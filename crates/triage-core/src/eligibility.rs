//! Eligibility rules.
//!
//! Rules are evaluated in order and the first match decides:
//!
//! 1. Any red flag ticked: urgent referral.
//! 2. The condition has a pharmacy pathway that admits the recorded gender and
//!    numeric age: pharmacy-eligible.
//! 3. Otherwise: not eligible, refer to a GP.

use serde::{Deserialize, Serialize};
use strum::Display;

use crate::catalog::Condition;
use crate::session::UserInputs;

/// Outcome of the eligibility rules.
#[derive(Debug, Clone, Copy, PartialEq, Eq, Hash, Serialize, Deserialize, Display)]
#[serde(rename_all = "snake_case")]
pub enum Outcome {
    #[strum(to_string = "urgent referral")]
    UrgentReferral,
    #[strum(to_string = "pharmacy-eligible")]
    PharmacyEligible,
    #[strum(to_string = "not eligible")]
    NotEligible,
}

impl Outcome {
    /// Advice shown to the user for this outcome.
    pub fn message(&self) -> &'static str {
        match self {
            Outcome::UrgentReferral => {
                "You have reported serious symptoms. Please seek immediate medical attention."
            }
            Outcome::PharmacyEligible => {
                "Recommended treatment: Antibiotics may be recommended. Visit a pharmacy for assessment and possible treatment."
            }
            Outcome::NotEligible => {
                "Based on your answers, this condition may not be suitable for Pharmacy First. Please consult your GP."
            }
        }
    }
}

/// Parses free-text age. Blank or non-numeric text yields `None`.
pub fn parse_age(raw: &str) -> Option<f64> {
    let trimmed = raw.trim();
    if trimmed.is_empty() {
        return None;
    }
    trimmed.parse::<f64>().ok().filter(|age| age.is_finite())
}

/// Applies the eligibility rules to `condition` and `inputs`.
pub fn evaluate(condition: &Condition, inputs: &UserInputs) -> Outcome {
    if !inputs.selected_red_flags.is_empty() {
        return Outcome::UrgentReferral;
    }

    let admitted = condition
        .pharmacy_pathway
        .as_ref()
        .is_some_and(|pathway| pathway.admits(inputs.gender, parse_age(&inputs.age)));

    if admitted {
        Outcome::PharmacyEligible
    } else {
        Outcome::NotEligible
    }
}

#[cfg(test)]
mod tests {
    use super::*;
    use crate::catalog::builtin_catalog;
    use crate::session::Gender;

    fn inputs(age: &str, gender: Option<Gender>, red_flags: &[&str]) -> UserInputs {
        UserInputs {
            age: age.to_string(),
            gender,
            pregnant: false,
            selected_red_flags: red_flags.iter().map(|s| s.to_string()).collect(),
        }
    }

    fn evaluate_for(condition_id: &str, inputs: &UserInputs) -> Outcome {
        let catalog = builtin_catalog();
        let condition = catalog.get(condition_id).unwrap();
        evaluate(condition, inputs)
    }

    #[test]
    fn test_red_flag_beats_pharmacy_pathway() {
        let outcome = evaluate_for(
            "uti",
            &inputs("30", Some(Gender::Female), &["Blood in urine"]),
        );
        assert_eq!(outcome, Outcome::UrgentReferral);
    }

    #[test]
    fn test_red_flag_escalates_any_condition() {
        let outcome = evaluate_for("sinusitis", &inputs("", None, &["Visual changes"]));
        assert_eq!(outcome, Outcome::UrgentReferral);
    }

    #[test]
    fn test_uti_age_boundaries() {
        for age in ["16", "64", "30", " 40 ", "16.0"] {
            assert_eq!(
                evaluate_for("uti", &inputs(age, Some(Gender::Female), &[])),
                Outcome::PharmacyEligible,
                "age {age:?} should be eligible"
            );
        }
        for age in ["15", "65", "64.5", "abc", "", "-20"] {
            assert_eq!(
                evaluate_for("uti", &inputs(age, Some(Gender::Female), &[])),
                Outcome::NotEligible,
                "age {age:?} should not be eligible"
            );
        }
    }

    #[test]
    fn test_uti_requires_female() {
        assert_eq!(
            evaluate_for("uti", &inputs("30", Some(Gender::Male), &[])),
            Outcome::NotEligible
        );
        assert_eq!(
            evaluate_for("uti", &inputs("30", None, &[])),
            Outcome::NotEligible
        );
    }

    #[test]
    fn test_conditions_without_pathway_are_not_eligible() {
        assert_eq!(
            evaluate_for("shingles", &inputs("30", Some(Gender::Female), &[])),
            Outcome::NotEligible
        );
    }

    #[test]
    fn test_parse_age() {
        assert_eq!(parse_age("42"), Some(42.0));
        assert_eq!(parse_age(" 7.5 "), Some(7.5));
        assert_eq!(parse_age("forty"), None);
        assert_eq!(parse_age("   "), None);
        assert_eq!(parse_age("inf"), None);
        assert_eq!(parse_age("NaN"), None);
    }

    #[test]
    fn test_outcome_labels() {
        assert_eq!(Outcome::UrgentReferral.to_string(), "urgent referral");
        assert_eq!(Outcome::PharmacyEligible.to_string(), "pharmacy-eligible");
        assert_eq!(Outcome::NotEligible.to_string(), "not eligible");
        assert!(Outcome::NotEligible.message().contains("consult your GP"));
    }
}
pub mod config_service;
pub mod paths;
pub mod report_export;
pub mod storage;
pub mod toml_catalog_repository;

pub use crate::config_service::{ConfigService, resolve_catalog};
pub use crate::paths::TriagePaths;
pub use crate::report_export::save_report;
pub use crate::toml_catalog_repository::TomlCatalogRepository;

# # # # #

For each record in the listing, output it again exactly.

→ **Answer for this exercise**
filename crates/triage-core/src/eligibility.rs
//! Eligibility rules.
//!
//! Rules are evaluated in order and the first match decides:
//!
//! 1. Any red flag ticked: urgent referral.
//! 2. The condition has a pharmacy pathway that admits the recorded gender and
//!    numeric age: pharmacy-eligible.
//! 3. Otherwise: not eligible, refer to a GP.

use serde::{Deserialize, Serialize};
use strum::Display;

use crate::catalog::Condition;
use crate::session::UserInputs;

/// Outcome of the eligibility rules.
#[derive(Debug, Clone, Copy, PartialEq, Eq, Hash, Serialize, Deserialize, Display)]
#[serde(rename_all = "snake_case")]
pub enum Outcome {
    #[strum(to_string = "urgent referral")]
    UrgentReferral,
    #[strum(to_string = "pharmacy-eligible")]
    PharmacyEligible,
    #[strum(to_string = "not eligible")]
    NotEligible,
}

impl Outcome {
    /// Advice shown to the user for this outcome.
    pub fn message(&self) -> &'static str {
        match self {
            Outcome::UrgentReferral => {
                "You have reported serious symptoms. Please seek immediate medical attention."
            }
            Outcome::PharmacyEligible => {
                "Recommended treatment: Antibiotics may be recommended. Visit a pharmacy for assessment and possible treatment."
            }
            Outcome::NotEligible => {
                "Based on your answers, this condition may not be suitable for Pharmacy First. Please consult your GP."
            }
        }
    }
}

/// Parses free-text age. Blank or non-numeric text yields `None`.
pub fn parse_age(raw: &str) -> Option<f64> {
    let trimmed = raw.trim();
    if trimmed.is_empty() {
        return None;
    }
    trimmed.parse::<f64>().ok().filter(|age| age.is_finite())
}

/// Applies the eligibility rules to `condition` and `inputs`.
pub fn evaluate(condition: &Condition, inputs: &UserInputs) -> Outcome {
    if !inputs.selected_red_flags.is_empty() {
        return Outcome::UrgentReferral;
    }

    let admitted = condition
        .pharmacy_pathway
        .as_ref()
        .is_some_and(|pathway| pathway.admits(inputs.gender, parse_age(&inputs.age)));

    if admitted {
        Outcome::PharmacyEligible
    } else {
        Outcome::NotEligible
    }
}

#[cfg(test)]
mod tests {
    use super::*;
    use crate::catalog::builtin_catalog;
    use crate::session::Gender;

    fn inputs(age: &str, gender: Option<Gender>, red_flags: &[&str]) -> UserInputs {
        UserInputs {
            age: age.to_string(),
            gender,
            pregnant: false,
            selected_red_flags: red_flags.iter().map(|s| s.to_string()).collect(),
        }
    }

    fn evaluate_for(condition_id: &str, inputs: &UserInputs) -> Outcome {
        let catalog = builtin_catalog();
        let condition = catalog.get(condition_id).unwrap();
        evaluate(condition, inputs)
    }

    #[test]
    fn test_red_flag_beats_pharmacy_pathway() {
        let outcome = evaluate_for(
            "uti",
            &inputs("30", Some(Gender::Female), &["Blood in urine"]),
        );
        assert_eq!(outcome, Outcome::UrgentReferral);
    }

    #[test]
    fn test_red_flag_escalates_any_condition() {
        let outcome = evaluate_for("sinusitis", &inputs("", None, &["Visual changes"]));
        assert_eq!(outcome, Outcome::UrgentReferral);
    }

    #[test]
    fn test_uti_age_boundaries() {
        for age in ["16", "64", "30", " 40 ", "16.0"] {
            assert_eq!(
                evaluate_for("uti", &inputs(age, Some(Gender::Female), &[])),
                Outcome::PharmacyEligible,
                "age {age:?} should be eligible"
            );
        }
        for age in ["15", "65", "64.5", "abc", "", "-20"] {
            assert_eq!(
                evaluate_for("uti", &inputs(age, Some(Gender::Female), &[])),
                Outcome::NotEligible,
                "age {age:?} should not be eligible"
            );
        }
    }

    #[test]
    fn test_uti_requires_female() {
        assert_eq!(
            evaluate_for("uti", &inputs("30", Some(Gender::Male), &[])),
            Outcome::NotEligible
        );
        assert_eq!(
            evaluate_for("uti", &inputs("30", None, &[])),
            Outcome::NotEligible
        );
    }

    #[test]
    fn test_conditions_without_pathway_are_not_eligible() {
        assert_eq!(
            evaluate_for("shingles", &inputs("30", Some(Gender::Female), &[])),
            Outcome::NotEligible
        );
    }

    #[test]
    fn test_parse_age() {
        assert_eq!(parse_age("42"), Some(42.0));
        assert_eq!(parse_age(" 7.5 "), Some(7.5));
        assert_eq!(parse_age("forty"), None);
        assert_eq!(parse_age("   "), None);
        assert_eq!(parse_age("inf"), None);
        assert_eq!(parse_age("NaN"), None);
    }

    #[test]
    fn test_outcome_labels() {
        assert_eq!(Outcome::UrgentReferral.to_string(), "urgent referral");
        assert_eq!(Outcome::PharmacyEligible.to_string(), "pharmacy-eligible");
        assert_eq!(Outcome::NotEligible.to_string(), "not eligible");
        assert!(Outcome::NotEligible.message().contains("consult your GP"));
    }
}
pub mod config_service;
pub mod paths;
pub mod report_export;
pub mod storage;
pub mod toml_catalog_repository;

pub use crate::config_service::{ConfigService, resolve_catalog};
pub use crate::paths::TriagePaths;
pub use crate::report_export::save_report;
pub use crate::toml_catalog_repository::TomlCatalogRepository;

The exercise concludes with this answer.